**WHAT IS BEING ASKED:** Give only the number of lines in the following entries where "InvariantViolation" appears.

Stored data:
________________________
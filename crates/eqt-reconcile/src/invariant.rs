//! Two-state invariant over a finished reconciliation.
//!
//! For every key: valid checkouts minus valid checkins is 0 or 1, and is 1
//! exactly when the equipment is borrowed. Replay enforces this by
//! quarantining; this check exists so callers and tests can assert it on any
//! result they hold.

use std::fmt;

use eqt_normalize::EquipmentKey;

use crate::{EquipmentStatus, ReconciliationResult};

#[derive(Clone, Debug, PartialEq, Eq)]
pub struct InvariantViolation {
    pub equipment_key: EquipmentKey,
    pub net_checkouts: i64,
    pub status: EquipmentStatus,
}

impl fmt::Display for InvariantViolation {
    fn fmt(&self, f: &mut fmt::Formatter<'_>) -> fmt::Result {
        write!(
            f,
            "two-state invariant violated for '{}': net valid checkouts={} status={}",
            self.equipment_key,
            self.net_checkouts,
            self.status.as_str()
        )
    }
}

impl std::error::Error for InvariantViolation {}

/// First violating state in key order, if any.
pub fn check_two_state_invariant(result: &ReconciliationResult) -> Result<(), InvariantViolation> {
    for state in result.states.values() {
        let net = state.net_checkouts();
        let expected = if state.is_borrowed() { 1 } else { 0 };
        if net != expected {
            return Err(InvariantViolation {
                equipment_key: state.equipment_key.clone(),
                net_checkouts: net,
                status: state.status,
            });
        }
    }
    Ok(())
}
________________________
**WORKED SOLUTION:** 5